> **WORK INSTRUCTIONS**
Copy each record below without changing a single word.

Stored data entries
────────────────
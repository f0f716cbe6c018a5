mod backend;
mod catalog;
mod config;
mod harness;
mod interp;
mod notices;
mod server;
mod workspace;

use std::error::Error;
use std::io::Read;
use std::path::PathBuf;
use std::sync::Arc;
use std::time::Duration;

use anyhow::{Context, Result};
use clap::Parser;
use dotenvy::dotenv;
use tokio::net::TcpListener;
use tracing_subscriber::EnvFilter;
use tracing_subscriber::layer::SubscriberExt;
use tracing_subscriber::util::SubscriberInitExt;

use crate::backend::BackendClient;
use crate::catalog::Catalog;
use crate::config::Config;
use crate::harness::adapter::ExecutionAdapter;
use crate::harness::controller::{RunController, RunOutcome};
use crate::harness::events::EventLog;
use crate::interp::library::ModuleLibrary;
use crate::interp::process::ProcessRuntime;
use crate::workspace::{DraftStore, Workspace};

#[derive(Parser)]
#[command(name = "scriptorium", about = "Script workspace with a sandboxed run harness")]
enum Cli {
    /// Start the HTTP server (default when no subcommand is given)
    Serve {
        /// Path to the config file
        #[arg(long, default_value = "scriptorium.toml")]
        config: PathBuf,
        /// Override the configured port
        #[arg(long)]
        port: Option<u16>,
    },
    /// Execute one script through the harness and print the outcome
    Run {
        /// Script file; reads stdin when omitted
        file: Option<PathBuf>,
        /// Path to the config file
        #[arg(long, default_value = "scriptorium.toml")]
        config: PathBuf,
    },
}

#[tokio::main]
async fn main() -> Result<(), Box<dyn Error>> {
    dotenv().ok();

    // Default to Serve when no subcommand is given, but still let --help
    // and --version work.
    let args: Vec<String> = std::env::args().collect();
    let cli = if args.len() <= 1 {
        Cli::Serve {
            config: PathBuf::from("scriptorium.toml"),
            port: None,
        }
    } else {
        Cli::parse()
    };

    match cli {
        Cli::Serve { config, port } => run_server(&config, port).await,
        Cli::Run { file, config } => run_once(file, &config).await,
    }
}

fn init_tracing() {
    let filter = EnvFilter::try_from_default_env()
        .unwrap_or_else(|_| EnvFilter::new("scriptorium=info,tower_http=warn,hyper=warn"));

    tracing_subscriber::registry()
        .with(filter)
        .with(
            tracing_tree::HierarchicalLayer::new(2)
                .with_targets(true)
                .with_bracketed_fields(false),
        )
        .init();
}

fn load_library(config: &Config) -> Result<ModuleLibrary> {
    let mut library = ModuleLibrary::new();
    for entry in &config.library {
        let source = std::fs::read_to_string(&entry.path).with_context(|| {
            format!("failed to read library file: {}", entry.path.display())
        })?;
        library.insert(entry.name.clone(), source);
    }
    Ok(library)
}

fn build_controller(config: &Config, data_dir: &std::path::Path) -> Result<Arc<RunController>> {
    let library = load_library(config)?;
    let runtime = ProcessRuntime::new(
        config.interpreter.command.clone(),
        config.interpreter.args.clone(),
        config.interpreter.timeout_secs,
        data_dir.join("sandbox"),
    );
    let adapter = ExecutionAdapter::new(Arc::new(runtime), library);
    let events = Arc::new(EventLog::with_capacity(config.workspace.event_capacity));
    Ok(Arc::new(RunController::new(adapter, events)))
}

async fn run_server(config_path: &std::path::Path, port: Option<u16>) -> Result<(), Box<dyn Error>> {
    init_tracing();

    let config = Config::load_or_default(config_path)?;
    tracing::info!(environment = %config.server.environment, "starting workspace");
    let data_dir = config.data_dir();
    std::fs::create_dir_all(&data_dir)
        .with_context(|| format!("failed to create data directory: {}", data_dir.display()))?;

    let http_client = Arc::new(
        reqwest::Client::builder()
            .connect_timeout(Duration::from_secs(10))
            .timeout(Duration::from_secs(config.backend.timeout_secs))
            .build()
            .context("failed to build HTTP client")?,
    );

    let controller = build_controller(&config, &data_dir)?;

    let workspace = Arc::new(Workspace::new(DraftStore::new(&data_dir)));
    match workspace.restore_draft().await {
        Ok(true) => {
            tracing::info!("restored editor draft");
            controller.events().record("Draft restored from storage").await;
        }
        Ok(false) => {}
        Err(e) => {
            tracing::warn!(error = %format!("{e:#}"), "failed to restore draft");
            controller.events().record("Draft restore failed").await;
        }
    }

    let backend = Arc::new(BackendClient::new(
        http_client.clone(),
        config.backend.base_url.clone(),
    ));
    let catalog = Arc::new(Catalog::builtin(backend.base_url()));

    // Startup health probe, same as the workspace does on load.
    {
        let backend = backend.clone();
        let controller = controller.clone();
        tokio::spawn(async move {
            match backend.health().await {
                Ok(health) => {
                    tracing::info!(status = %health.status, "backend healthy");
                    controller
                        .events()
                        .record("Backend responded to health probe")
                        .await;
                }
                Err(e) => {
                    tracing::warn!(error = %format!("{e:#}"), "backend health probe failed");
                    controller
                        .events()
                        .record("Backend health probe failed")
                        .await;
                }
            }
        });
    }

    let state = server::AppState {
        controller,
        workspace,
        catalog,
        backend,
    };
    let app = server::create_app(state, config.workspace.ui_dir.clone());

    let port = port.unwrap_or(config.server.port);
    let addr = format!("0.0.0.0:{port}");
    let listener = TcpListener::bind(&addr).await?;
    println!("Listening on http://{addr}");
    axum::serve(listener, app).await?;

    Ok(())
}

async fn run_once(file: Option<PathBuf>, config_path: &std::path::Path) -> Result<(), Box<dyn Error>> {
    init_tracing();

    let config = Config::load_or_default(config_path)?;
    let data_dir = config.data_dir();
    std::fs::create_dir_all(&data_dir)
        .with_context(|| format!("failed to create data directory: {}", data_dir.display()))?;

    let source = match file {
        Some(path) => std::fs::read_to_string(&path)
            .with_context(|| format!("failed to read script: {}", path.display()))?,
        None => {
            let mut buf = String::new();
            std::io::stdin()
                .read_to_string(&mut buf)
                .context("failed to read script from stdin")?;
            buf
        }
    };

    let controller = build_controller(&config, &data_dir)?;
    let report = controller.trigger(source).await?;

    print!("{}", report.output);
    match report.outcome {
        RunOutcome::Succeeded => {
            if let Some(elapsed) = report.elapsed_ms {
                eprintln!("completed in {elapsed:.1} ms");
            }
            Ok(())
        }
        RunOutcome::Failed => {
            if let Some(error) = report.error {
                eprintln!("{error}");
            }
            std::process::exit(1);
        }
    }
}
────────────────
> **EXERCISE SOLUTION**
repository f0f716cbe6c018a5
mod backend;
mod catalog;
mod config;
mod harness;
mod interp;
mod notices;
mod server;
mod workspace;

use std::error::Error;
use std::io::Read;
use std::path::PathBuf;
use std::sync::Arc;
use std::time::Duration;

use anyhow::{Context, Result};
use clap::Parser;
use dotenvy::dotenv;
use tokio::net::TcpListener;
use tracing_subscriber::EnvFilter;
use tracing_subscriber::layer::SubscriberExt;
use tracing_subscriber::util::SubscriberInitExt;

use crate::backend::BackendClient;
use crate::catalog::Catalog;
use crate::config::Config;
use crate::harness::adapter::ExecutionAdapter;
use crate::harness::controller::{RunController, RunOutcome};
use crate::harness::events::EventLog;
use crate::interp::library::ModuleLibrary;
use crate::interp::process::ProcessRuntime;
use crate::workspace::{DraftStore, Workspace};

#[derive(Parser)]
#[command(name = "scriptorium", about = "Script workspace with a sandboxed run harness")]
enum Cli {
    /// Start the HTTP server (default when no subcommand is given)
    Serve {
        /// Path to the config file
        #[arg(long, default_value = "scriptorium.toml")]
        config: PathBuf,
        /// Override the configured port
        #[arg(long)]
        port: Option<u16>,
    },
    /// Execute one script through the harness and print the outcome
    Run {
        /// Script file; reads stdin when omitted
        file: Option<PathBuf>,
        /// Path to the config file
        #[arg(long, default_value = "scriptorium.toml")]
        config: PathBuf,
    },
}

#[tokio::main]
async fn main() -> Result<(), Box<dyn Error>> {
    dotenv().ok();

    // Default to Serve when no subcommand is given, but still let --help
    // and --version work.
    let args: Vec<String> = std::env::args().collect();
    let cli = if args.len() <= 1 {
        Cli::Serve {
            config: PathBuf::from("scriptorium.toml"),
            port: None,
        }
    } else {
        Cli::parse()
    };

    match cli {
        Cli::Serve { config, port } => run_server(&config, port).await,
        Cli::Run { file, config } => run_once(file, &config).await,
    }
}

fn init_tracing() {
    let filter = EnvFilter::try_from_default_env()
        .unwrap_or_else(|_| EnvFilter::new("scriptorium=info,tower_http=warn,hyper=warn"));

    tracing_subscriber::registry()
        .with(filter)
        .with(
            tracing_tree::HierarchicalLayer::new(2)
                .with_targets(true)
                .with_bracketed_fields(false),
        )
        .init();
}

fn load_library(config: &Config) -> Result<ModuleLibrary> {
    let mut library = ModuleLibrary::new();
    for entry in &config.library {
        let source = std::fs::read_to_string(&entry.path).with_context(|| {
            format!("failed to read library file: {}", entry.path.display())
        })?;
        library.insert(entry.name.clone(), source);
    }
    Ok(library)
}

fn build_controller(config: &Config, data_dir: &std::path::Path) -> Result<Arc<RunController>> {
    let library = load_library(config)?;
    let runtime = ProcessRuntime::new(
        config.interpreter.command.clone(),
        config.interpreter.args.clone(),
        config.interpreter.timeout_secs,
        data_dir.join("sandbox"),
    );
    let adapter = ExecutionAdapter::new(Arc::new(runtime), library);
    let events = Arc::new(EventLog::with_capacity(config.workspace.event_capacity));
    Ok(Arc::new(RunController::new(adapter, events)))
}

async fn run_server(config_path: &std::path::Path, port: Option<u16>) -> Result<(), Box<dyn Error>> {
    init_tracing();

    let config = Config::load_or_default(config_path)?;
    tracing::info!(environment = %config.server.environment, "starting workspace");
    let data_dir = config.data_dir();
    std::fs::create_dir_all(&data_dir)
        .with_context(|| format!("failed to create data directory: {}", data_dir.display()))?;

    let http_client = Arc::new(
        reqwest::Client::builder()
            .connect_timeout(Duration::from_secs(10))
            .timeout(Duration::from_secs(config.backend.timeout_secs))
            .build()
            .context("failed to build HTTP client")?,
    );

    let controller = build_controller(&config, &data_dir)?;

    let workspace = Arc::new(Workspace::new(DraftStore::new(&data_dir)));
    match workspace.restore_draft().await {
        Ok(true) => {
            tracing::info!("restored editor draft");
            controller.events().record("Draft restored from storage").await;
        }
        Ok(false) => {}
        Err(e) => {
            tracing::warn!(error = %format!("{e:#}"), "failed to restore draft");
            controller.events().record("Draft restore failed").await;
        }
    }

    let backend = Arc::new(BackendClient::new(
        http_client.clone(),
        config.backend.base_url.clone(),
    ));
    let catalog = Arc::new(Catalog::builtin(backend.base_url()));

    // Startup health probe, same as the workspace does on load.
    {
        let backend = backend.clone();
        let controller = controller.clone();
        tokio::spawn(async move {
            match backend.health().await {
                Ok(health) => {
                    tracing::info!(status = %health.status, "backend healthy");
                    controller
                        .events()
                        .record("Backend responded to health probe")
                        .await;
                }
                Err(e) => {
                    tracing::warn!(error = %format!("{e:#}"), "backend health probe failed");
                    controller
                        .events()
                        .record("Backend health probe failed")
                        .await;
                }
            }
        });
    }

    let state = server::AppState {
        controller,
        workspace,
        catalog,
        backend,
    };
    let app = server::create_app(state, config.workspace.ui_dir.clone());

    let port = port.unwrap_or(config.server.port);
    let addr = format!("0.0.0.0:{port}");
    let listener = TcpListener::bind(&addr).await?;
    println!("Listening on http://{addr}");
    axum::serve(listener, app).await?;

    Ok(())
}

async fn run_once(file: Option<PathBuf>, config_path: &std::path::Path) -> Result<(), Box<dyn Error>> {
    init_tracing();

    let config = Config::load_or_default(config_path)?;
    let data_dir = config.data_dir();
    std::fs::create_dir_all(&data_dir)
        .with_context(|| format!("failed to create data directory: {}", data_dir.display()))?;

    let source = match file {
        Some(path) => std::fs::read_to_string(&path)
            .with_context(|| format!("failed to read script: {}", path.display()))?,
        None => {
            let mut buf = String::new();
            std::io::stdin()
                .read_to_string(&mut buf)
                .context("failed to read script from stdin")?;
            buf
        }
    };

    let controller = build_controller(&config, &data_dir)?;
    let report = controller.trigger(source).await?;

    print!("{}", report.output);
    match report.outcome {
        RunOutcome::Succeeded => {
            if let Some(elapsed) = report.elapsed_ms {
                eprintln!("completed in {elapsed:.1} ms");
            }
            Ok(())
        }
        RunOutcome::Failed => {
            if let Some(error) = report.error {
                eprintln!("{error}");
            }
            std::process::exit(1);
        }
    }
}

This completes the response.